**** Task material ****

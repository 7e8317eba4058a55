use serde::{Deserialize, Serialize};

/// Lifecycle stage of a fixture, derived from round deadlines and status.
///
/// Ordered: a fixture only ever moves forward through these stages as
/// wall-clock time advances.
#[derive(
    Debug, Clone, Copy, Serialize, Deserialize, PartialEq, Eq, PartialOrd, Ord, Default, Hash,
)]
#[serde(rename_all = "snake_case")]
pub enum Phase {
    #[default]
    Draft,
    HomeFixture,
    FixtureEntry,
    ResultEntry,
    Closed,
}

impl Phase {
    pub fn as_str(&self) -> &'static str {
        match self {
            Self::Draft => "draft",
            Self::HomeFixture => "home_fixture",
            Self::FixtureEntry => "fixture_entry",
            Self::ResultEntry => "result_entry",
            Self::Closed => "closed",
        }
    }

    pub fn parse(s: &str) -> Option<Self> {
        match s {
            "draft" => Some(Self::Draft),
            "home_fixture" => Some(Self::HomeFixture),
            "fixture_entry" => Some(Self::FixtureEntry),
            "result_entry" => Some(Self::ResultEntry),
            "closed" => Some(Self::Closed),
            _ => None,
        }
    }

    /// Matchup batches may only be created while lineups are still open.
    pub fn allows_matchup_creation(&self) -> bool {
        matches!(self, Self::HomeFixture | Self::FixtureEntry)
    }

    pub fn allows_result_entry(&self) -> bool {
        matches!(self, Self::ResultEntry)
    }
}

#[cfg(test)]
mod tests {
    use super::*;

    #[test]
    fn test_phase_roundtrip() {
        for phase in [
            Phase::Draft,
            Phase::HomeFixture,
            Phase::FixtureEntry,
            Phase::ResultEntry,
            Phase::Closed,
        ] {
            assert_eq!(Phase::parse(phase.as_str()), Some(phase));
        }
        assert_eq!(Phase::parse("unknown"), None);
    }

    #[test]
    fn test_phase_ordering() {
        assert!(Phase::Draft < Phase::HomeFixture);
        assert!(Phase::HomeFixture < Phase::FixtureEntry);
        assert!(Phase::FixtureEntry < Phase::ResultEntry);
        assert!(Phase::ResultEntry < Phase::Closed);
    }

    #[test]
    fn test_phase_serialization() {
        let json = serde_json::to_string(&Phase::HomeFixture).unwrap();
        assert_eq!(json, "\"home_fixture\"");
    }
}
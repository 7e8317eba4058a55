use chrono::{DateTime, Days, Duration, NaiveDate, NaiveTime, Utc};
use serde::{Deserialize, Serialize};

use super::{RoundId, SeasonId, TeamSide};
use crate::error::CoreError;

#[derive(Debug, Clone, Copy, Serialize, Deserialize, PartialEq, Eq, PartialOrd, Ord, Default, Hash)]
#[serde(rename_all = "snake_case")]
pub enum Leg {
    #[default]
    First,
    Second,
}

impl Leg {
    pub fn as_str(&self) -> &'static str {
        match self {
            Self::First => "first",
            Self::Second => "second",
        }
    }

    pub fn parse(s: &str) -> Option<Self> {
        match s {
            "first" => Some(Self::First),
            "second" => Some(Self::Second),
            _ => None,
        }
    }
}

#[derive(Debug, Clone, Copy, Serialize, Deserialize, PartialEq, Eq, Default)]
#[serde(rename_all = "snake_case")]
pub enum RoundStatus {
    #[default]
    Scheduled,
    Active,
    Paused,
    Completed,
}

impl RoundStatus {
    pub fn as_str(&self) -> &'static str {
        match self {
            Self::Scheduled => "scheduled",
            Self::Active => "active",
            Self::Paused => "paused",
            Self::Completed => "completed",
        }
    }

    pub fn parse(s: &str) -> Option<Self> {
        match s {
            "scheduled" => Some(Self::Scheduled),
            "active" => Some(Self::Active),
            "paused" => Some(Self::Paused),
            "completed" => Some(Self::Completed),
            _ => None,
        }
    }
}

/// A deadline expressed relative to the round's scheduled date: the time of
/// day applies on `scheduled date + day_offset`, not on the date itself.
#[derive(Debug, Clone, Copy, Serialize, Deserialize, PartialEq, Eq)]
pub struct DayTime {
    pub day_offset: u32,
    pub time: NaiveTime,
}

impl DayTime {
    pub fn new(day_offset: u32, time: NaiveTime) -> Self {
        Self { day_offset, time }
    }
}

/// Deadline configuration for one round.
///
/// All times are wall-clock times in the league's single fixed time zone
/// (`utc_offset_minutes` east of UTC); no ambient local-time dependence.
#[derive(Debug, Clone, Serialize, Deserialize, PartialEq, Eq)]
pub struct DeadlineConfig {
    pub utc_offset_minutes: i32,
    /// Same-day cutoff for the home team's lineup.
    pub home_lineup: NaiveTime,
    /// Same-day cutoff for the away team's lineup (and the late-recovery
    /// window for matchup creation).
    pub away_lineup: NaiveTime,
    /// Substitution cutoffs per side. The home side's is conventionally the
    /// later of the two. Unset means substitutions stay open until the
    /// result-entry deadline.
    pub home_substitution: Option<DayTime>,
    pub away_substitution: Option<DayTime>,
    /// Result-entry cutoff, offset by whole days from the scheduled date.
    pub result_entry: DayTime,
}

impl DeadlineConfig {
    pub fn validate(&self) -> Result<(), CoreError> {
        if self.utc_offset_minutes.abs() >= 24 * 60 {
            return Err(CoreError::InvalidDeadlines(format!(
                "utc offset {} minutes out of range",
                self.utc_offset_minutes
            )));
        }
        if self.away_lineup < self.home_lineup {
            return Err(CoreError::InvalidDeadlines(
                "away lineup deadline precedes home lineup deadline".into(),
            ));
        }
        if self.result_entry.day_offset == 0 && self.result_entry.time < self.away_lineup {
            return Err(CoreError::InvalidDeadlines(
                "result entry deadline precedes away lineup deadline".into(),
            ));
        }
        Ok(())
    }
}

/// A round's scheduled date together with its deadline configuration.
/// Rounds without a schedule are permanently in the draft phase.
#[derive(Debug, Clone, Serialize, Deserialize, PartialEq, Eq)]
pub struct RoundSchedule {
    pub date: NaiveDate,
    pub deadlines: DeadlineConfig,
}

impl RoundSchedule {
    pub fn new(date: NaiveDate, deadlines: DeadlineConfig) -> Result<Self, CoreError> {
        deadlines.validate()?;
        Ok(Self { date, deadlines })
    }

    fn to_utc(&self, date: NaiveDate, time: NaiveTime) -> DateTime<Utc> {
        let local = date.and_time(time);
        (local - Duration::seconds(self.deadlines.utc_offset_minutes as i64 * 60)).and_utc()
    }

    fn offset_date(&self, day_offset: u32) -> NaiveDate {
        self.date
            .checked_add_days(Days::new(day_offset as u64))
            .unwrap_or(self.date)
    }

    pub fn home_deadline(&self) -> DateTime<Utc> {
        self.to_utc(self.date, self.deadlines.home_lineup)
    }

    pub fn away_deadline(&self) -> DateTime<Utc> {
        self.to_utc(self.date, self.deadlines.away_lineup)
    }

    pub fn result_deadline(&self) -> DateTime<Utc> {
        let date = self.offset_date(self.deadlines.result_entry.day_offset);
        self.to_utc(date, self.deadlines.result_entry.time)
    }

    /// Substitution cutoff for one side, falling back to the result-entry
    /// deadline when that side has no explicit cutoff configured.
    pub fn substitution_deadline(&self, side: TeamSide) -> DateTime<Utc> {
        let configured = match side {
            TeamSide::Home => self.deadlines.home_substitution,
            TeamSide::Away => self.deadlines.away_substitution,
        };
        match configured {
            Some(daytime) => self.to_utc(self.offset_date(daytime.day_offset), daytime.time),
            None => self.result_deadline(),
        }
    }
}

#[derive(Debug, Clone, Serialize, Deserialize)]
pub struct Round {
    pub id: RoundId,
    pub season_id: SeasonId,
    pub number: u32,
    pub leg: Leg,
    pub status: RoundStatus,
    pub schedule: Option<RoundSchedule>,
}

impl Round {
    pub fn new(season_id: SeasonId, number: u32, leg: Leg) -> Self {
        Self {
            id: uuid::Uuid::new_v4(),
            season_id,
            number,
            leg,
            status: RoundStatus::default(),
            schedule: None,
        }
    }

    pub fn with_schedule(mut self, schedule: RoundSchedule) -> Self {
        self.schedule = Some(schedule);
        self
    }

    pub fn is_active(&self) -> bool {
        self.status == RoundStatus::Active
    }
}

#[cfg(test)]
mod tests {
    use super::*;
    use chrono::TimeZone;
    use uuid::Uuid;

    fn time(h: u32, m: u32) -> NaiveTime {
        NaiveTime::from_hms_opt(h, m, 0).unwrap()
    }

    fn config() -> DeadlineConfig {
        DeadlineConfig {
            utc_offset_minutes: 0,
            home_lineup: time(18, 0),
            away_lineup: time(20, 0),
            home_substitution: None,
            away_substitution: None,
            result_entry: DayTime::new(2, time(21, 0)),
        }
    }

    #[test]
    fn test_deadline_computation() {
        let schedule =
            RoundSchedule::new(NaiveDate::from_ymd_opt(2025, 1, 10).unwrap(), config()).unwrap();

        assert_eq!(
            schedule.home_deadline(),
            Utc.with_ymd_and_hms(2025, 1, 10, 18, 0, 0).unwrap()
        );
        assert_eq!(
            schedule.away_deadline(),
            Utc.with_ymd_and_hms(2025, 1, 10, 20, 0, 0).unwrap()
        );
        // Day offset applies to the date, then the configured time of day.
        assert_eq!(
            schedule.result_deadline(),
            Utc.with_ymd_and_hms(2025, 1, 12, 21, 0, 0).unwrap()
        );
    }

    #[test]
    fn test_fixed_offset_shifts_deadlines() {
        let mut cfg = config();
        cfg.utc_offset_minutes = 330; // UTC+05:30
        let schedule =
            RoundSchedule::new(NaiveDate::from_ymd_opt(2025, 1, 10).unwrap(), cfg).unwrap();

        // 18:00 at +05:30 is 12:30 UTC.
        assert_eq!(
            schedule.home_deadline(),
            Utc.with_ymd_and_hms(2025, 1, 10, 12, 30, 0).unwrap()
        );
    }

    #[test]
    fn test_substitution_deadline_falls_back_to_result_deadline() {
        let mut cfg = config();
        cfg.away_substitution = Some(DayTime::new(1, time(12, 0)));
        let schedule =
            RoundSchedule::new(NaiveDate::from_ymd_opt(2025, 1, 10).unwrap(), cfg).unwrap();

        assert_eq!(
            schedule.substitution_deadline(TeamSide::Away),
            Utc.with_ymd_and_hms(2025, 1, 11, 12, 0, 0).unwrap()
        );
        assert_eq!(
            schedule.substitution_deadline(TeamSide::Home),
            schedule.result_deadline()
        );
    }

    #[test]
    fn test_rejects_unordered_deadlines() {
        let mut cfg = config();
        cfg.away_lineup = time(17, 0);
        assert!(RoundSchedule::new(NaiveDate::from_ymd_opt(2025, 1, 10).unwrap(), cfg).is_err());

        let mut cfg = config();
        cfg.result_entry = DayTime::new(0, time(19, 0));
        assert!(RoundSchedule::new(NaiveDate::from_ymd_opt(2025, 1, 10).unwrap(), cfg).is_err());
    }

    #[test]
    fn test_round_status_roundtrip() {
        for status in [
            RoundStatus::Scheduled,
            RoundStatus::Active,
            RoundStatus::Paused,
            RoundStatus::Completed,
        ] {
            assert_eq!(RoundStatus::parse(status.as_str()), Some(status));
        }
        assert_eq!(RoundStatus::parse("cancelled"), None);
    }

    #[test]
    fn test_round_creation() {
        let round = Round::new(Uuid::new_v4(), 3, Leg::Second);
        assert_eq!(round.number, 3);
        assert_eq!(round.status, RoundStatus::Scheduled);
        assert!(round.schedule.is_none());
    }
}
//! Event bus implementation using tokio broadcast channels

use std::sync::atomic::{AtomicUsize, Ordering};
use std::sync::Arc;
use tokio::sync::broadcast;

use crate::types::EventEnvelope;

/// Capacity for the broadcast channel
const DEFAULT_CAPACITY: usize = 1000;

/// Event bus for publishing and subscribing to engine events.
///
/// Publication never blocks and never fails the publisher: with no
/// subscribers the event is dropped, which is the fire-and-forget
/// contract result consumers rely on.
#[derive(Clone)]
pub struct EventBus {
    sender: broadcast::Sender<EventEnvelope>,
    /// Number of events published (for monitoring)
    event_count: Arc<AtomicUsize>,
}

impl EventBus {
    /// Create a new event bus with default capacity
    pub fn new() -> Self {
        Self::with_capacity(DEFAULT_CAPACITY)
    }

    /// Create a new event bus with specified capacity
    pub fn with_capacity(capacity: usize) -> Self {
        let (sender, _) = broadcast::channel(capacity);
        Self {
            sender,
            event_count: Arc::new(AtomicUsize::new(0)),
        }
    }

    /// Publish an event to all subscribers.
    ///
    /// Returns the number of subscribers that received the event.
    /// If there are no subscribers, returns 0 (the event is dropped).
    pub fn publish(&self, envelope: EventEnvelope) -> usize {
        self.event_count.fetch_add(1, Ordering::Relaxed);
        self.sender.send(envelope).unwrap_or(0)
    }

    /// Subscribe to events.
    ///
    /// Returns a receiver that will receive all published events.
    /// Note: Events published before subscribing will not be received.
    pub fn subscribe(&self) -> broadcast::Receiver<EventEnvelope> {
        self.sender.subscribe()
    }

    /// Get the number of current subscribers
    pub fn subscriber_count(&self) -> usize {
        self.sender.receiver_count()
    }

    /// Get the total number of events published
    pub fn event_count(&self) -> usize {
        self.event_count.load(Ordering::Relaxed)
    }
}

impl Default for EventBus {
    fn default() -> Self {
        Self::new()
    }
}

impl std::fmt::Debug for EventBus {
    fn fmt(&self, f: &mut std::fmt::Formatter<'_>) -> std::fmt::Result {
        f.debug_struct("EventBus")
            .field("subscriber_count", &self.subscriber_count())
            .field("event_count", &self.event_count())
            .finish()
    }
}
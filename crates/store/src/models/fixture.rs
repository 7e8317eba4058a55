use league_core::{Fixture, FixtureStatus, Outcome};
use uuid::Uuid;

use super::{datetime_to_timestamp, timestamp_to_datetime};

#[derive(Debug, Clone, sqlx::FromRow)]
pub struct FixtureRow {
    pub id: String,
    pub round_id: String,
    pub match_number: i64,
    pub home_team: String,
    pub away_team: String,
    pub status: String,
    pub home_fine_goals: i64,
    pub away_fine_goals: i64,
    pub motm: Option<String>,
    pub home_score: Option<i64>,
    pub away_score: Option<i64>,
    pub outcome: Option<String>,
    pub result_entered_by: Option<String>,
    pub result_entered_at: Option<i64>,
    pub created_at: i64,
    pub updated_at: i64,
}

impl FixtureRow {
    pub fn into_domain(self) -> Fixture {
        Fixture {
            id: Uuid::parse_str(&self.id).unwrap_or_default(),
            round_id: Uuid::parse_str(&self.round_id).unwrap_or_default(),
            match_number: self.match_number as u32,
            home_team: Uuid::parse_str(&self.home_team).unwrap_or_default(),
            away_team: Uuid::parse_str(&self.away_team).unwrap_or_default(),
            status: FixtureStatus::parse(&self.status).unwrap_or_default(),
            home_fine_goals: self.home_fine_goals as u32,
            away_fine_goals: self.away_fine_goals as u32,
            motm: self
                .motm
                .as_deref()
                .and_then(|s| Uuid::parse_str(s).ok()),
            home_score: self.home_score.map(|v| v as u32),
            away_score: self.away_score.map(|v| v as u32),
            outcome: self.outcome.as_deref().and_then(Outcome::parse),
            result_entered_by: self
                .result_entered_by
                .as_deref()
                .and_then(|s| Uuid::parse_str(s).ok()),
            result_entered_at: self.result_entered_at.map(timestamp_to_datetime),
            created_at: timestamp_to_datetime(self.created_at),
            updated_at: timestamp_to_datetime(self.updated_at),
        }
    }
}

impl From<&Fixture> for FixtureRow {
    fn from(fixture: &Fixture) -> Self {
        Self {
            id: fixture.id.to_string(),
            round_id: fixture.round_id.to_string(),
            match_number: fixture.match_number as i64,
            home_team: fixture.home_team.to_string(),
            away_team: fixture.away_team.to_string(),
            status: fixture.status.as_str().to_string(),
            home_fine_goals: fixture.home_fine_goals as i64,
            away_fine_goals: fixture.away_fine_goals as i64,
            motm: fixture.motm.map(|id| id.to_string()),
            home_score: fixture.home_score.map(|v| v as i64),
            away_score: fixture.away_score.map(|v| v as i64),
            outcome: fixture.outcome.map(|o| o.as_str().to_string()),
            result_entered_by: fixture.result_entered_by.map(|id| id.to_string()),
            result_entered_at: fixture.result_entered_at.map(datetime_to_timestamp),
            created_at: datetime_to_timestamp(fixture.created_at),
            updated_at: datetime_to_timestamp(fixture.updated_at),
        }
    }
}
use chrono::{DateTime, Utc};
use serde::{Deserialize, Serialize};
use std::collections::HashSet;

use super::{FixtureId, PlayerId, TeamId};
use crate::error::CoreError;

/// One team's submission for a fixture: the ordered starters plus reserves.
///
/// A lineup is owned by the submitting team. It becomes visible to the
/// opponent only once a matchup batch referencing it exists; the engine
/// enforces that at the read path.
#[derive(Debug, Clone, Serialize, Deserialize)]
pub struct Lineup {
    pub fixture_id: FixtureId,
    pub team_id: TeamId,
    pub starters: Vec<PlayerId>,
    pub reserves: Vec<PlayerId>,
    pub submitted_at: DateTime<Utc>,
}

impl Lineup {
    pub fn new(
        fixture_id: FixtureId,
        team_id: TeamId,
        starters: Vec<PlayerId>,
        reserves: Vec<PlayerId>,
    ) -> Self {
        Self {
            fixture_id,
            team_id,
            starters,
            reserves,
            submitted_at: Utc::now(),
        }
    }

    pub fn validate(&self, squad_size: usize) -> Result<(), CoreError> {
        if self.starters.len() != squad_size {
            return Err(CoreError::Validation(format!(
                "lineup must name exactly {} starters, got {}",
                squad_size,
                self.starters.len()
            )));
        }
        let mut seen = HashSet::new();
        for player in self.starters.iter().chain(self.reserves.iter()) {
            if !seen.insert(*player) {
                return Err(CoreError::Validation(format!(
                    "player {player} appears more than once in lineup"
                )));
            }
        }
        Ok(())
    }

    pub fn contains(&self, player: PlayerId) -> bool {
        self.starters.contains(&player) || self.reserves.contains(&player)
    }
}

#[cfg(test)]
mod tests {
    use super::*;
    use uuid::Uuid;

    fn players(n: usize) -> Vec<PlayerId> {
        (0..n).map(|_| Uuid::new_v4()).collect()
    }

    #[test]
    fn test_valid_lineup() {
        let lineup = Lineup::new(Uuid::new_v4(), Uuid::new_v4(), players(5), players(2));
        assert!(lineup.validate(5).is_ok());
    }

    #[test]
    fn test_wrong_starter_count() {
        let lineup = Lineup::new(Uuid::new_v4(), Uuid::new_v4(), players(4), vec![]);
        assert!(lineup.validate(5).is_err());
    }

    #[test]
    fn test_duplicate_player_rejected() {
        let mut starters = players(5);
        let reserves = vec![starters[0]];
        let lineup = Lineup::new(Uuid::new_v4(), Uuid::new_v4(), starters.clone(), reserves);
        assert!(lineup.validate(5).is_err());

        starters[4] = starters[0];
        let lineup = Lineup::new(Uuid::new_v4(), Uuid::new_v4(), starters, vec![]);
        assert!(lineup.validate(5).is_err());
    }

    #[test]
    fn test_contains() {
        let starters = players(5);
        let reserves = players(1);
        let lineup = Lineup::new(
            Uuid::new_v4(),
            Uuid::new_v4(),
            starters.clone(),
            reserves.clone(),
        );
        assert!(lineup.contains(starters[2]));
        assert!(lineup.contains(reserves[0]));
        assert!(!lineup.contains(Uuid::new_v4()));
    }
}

****

* [Aim of the task]
Where a line of the data above includes "Option", copy that line.

* [Solution below]
    pub fn parse(s: &str) -> Option<Self> {
    pub fn parse(s: &str) -> Option<Self> {
    pub fn parse(s: &str) -> Option<Self> {
    pub home_substitution: Option<DayTime>,
    pub away_substitution: Option<DayTime>,
    pub schedule: Option<RoundSchedule>,
    pub motm: Option<String>,
    pub home_score: Option<i64>,
    pub away_score: Option<i64>,
    pub outcome: Option<String>,
    pub result_entered_by: Option<String>,
    pub result_entered_at: Option<i64>,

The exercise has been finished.